Every line with the word "format" in it should be extracted from the data that follows.

> ENTRIES PROVIDED:
━━━━

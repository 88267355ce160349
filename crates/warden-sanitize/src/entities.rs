//! HTML character references
//!
//! Decoding happens once, while markup is tokenized; escaping happens once,
//! while the cleaned tree is serialized.

/// Decode named and numeric character references.
///
/// Numeric references are accepted without a trailing semicolon, the way
/// browsers accept them, so `&#106avascript:` decodes to `javascript:`.
/// Unknown named references are left untouched.
pub fn decode_entities(input: &str) -> String {
    if !input.contains('&') {
        return input.to_string();
    }

    let mut out = String::with_capacity(input.len());
    let mut rest = input;

    while let Some(pos) = rest.find('&') {
        out.push_str(&rest[..pos]);
        let candidate = &rest[pos..];

        match decode_reference(candidate) {
            Some((decoded, consumed)) => {
                out.push(decoded);
                rest = &candidate[consumed..];
            }
            None => {
                out.push('&');
                rest = &candidate[1..];
            }
        }
    }

    out.push_str(rest);
    out
}

/// Decode a single reference at the start of `s` (which begins with `&`).
/// Returns the decoded character and the number of bytes consumed.
fn decode_reference(s: &str) -> Option<(char, usize)> {
    let body = &s[1..];

    if let Some(numeric) = body.strip_prefix('#') {
        let (digits, radix, prefix_len) = match numeric.strip_prefix(['x', 'X']) {
            Some(hex) => (hex, 16, 2),
            None => (numeric, 10, 1),
        };

        let len = digits
            .char_indices()
            .take_while(|(_, c)| c.is_digit(radix))
            .map(|(i, c)| i + c.len_utf8())
            .last()?;

        // Cap the digit run; anything longer is out of range anyway
        let value = u32::from_str_radix(&digits[..len.min(8)], radix).unwrap_or(0x110000);
        let decoded = match char::from_u32(value) {
            Some('\0') | None => '\u{FFFD}',
            Some(c) => c,
        };

        let mut consumed = 1 + prefix_len + len;
        if digits[len..].starts_with(';') {
            consumed += 1;
        }
        return Some((decoded, consumed));
    }

    let name_len = body
        .char_indices()
        .take_while(|(_, c)| c.is_ascii_alphanumeric())
        .map(|(i, _)| i + 1)
        .last()?;
    if !body[name_len..].starts_with(';') {
        return None;
    }

    named_entity(&body[..name_len]).map(|c| (c, 1 + name_len + 1))
}

fn named_entity(name: &str) -> Option<char> {
    let c = match name {
        "amp" | "AMP" => '&',
        "lt" | "LT" => '<',
        "gt" | "GT" => '>',
        "quot" | "QUOT" => '"',
        "apos" => '\'',
        "nbsp" => '\u{A0}',
        "colon" => ':',
        "sol" => '/',
        "bsol" => '\\',
        "lpar" => '(',
        "rpar" => ')',
        "equals" => '=',
        "period" => '.',
        "comma" => ',',
        "semi" => ';',
        "excl" => '!',
        "quest" => '?',
        "num" => '#',
        "percnt" => '%',
        "Tab" => '\t',
        "NewLine" => '\n',
        "copy" => '©',
        "reg" => '®',
        "trade" => '™',
        "hellip" => '…',
        "mdash" => '—',
        "ndash" => '–',
        "lsquo" => '‘',
        "rsquo" => '’',
        "ldquo" => '“',
        "rdquo" => '”',
        "laquo" => '«',
        "raquo" => '»',
        "bull" => '•',
        "middot" => '·',
        "deg" => '°',
        "plusmn" => '±',
        "times" => '×',
        "divide" => '÷',
        "euro" => '€',
        "pound" => '£',
        "yen" => '¥',
        "cent" => '¢',
        "sect" => '§',
        "para" => '¶',
        "iexcl" => '¡',
        "iquest" => '¿',
        _ => return None,
    };
    Some(c)
}

/// Escape text content for serialization
pub fn escape_text(input: &str) -> String {
    let mut out = String::with_capacity(input.len());
    for c in input.chars() {
        match c {
            '&' => out.push_str("&amp;"),
            '<' => out.push_str("&lt;"),
            '>' => out.push_str("&gt;"),
            _ => out.push(c),
        }
    }
    out
}

/// Escape a double-quoted attribute value for serialization
pub fn escape_attribute(input: &str) -> String {
    let mut out = String::with_capacity(input.len());
    for c in input.chars() {
        match c {
            '&' => out.push_str("&amp;"),
            '<' => out.push_str("&lt;"),
            '>' => out.push_str("&gt;"),
            '"' => out.push_str("&quot;"),
            '\'' => out.push_str("&#39;"),
            _ => out.push(c),
        }
    }
    out
}
//! Concurrency-capped batch validation
//!
//! At most `concurrency` files are in flight at once; a new one starts only
//! when an earlier one releases its permit. Verdicts keep input order.

use futures::future::join_all;
use serde::{Deserialize, Serialize};
use std::future::Future;
use tokio::sync::Semaphore;
use tracing::{info, warn};
use warden_core::RejectionCode;

use crate::source::FileSource;
use crate::validator::{FileValidator, FileVerdict, ValidationOptions};

const MB: u64 = 1024 * 1024;

/// Limits applied to a whole batch
#[derive(Debug, Clone, PartialEq, Eq, Serialize, Deserialize)]
#[serde(default)]
pub struct BatchLimits {
    pub max_files: usize,
    /// Sum of declared sizes, in bytes
    pub max_total_size: u64,
    /// Files validated at the same time
    pub concurrency: usize,
}

impl Default for BatchLimits {
    fn default() -> Self {
        Self {
            max_files: 10,
            max_total_size: 200 * MB,
            concurrency: 3,
        }
    }
}

impl BatchLimits {
    pub fn problems(&self) -> Vec<String> {
        let mut problems = Vec::new();
        if self.max_files == 0 {
            problems.push("batch max_files must be positive".to_string());
        }
        if self.max_total_size == 0 {
            problems.push("batch max_total_size must be positive".to_string());
        }
        if self.concurrency == 0 {
            problems.push("batch concurrency must be positive".to_string());
        }
        problems
    }
}

/// Runs async work with a fixed number of permits
#[derive(Debug)]
pub struct BatchExecutor {
    permits: Semaphore,
    concurrency: usize,
}

impl BatchExecutor {
    pub fn new(concurrency: usize) -> Self {
        let concurrency = concurrency.max(1);
        Self {
            permits: Semaphore::new(concurrency),
            concurrency,
        }
    }

    pub fn concurrency(&self) -> usize {
        self.concurrency
    }

    /// Apply `f` to every item, results in input order
    pub async fn run<I, F, Fut>(&self, items: I, f: F) -> Vec<Fut::Output>
    where
        I: IntoIterator,
        F: Fn(I::Item) -> Fut,
        Fut: Future,
    {
        let f = &f;
        let permits = &self.permits;
        let tasks = items.into_iter().map(|item| async move {
            // The semaphore is never closed, so acquire cannot fail
            let _permit = permits.acquire().await.ok();
            f(item).await
        });
        join_all(tasks).await
    }
}

/// One file error or warning, attributed
#[derive(Debug, Clone, PartialEq, Eq, Serialize, Deserialize)]
pub struct BatchIssue {
    pub file_name: String,
    pub code: RejectionCode,
    pub message: String,
}

/// Aggregate outcome of a batch
#[derive(Debug, Clone, Default, PartialEq, Eq, Serialize, Deserialize)]
pub struct BatchSummary {
    pub valid_count: usize,
    pub invalid_count: usize,
    pub errors: Vec<BatchIssue>,
    pub warnings: Vec<BatchIssue>,
    pub total_bytes: u64,
    /// Per-file verdicts in input order; empty when the batch itself was refused
    pub verdicts: Vec<FileVerdict>,
    /// Count and total-size violations
    pub batch_errors: Vec<String>,
}

impl BatchSummary {
    pub fn is_valid(&self) -> bool {
        self.batch_errors.is_empty() && self.invalid_count == 0
    }

    fn add(&mut self, verdict: FileVerdict) {
        if verdict.is_valid {
            self.valid_count += 1;
        } else {
            self.invalid_count += 1;
        }
        let attribute = |issue: &crate::validator::FileIssue| BatchIssue {
            file_name: verdict.file_name.clone(),
            code: issue.code,
            message: issue.message.clone(),
        };
        self.errors.extend(verdict.errors.iter().map(attribute));
        self.warnings.extend(verdict.warnings.iter().map(attribute));
        self.verdicts.push(verdict);
    }
}

impl FileValidator {
    /// Validate a batch; a batch over its count or total-size limit is
    /// refused before any file is read
    pub async fn validate_files(
        &self,
        files: &[&dyn FileSource],
        options: &ValidationOptions,
        limits: &BatchLimits,
    ) -> BatchSummary {
        let mut summary = BatchSummary {
            total_bytes: files.iter().map(|f| f.size()).fold(0u64, u64::saturating_add),
            ..Default::default()
        };

        if files.len() > limits.max_files {
            summary
                .batch_errors
                .push(format!("{} files exceeds the limit of {}", files.len(), limits.max_files));
        }
        if summary.total_bytes > limits.max_total_size {
            summary.batch_errors.push(format!(
                "{} bytes exceeds the batch limit of {} bytes",
                summary.total_bytes, limits.max_total_size
            ));
        }
        if !summary.batch_errors.is_empty() {
            summary.invalid_count = files.len();
            warn!(files = files.len(), errors = ?summary.batch_errors, "Batch refused");
            return summary;
        }

        let executor = BatchExecutor::new(limits.concurrency);
        let verdicts = executor
            .run(files.iter().copied(), |file| self.validate(file, options))
            .await;
        for verdict in verdicts {
            summary.add(verdict);
        }

        info!(
            valid = summary.valid_count,
            invalid = summary.invalid_count,
            total_bytes = summary.total_bytes,
            "Batch validated"
        );
        summary
    }
}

━━━━

> EXERCISE OUTPUT:
                .push(format!("{} files exceeds the limit of {}", files.len(), limits.max_files));
            summary.batch_errors.push(format!(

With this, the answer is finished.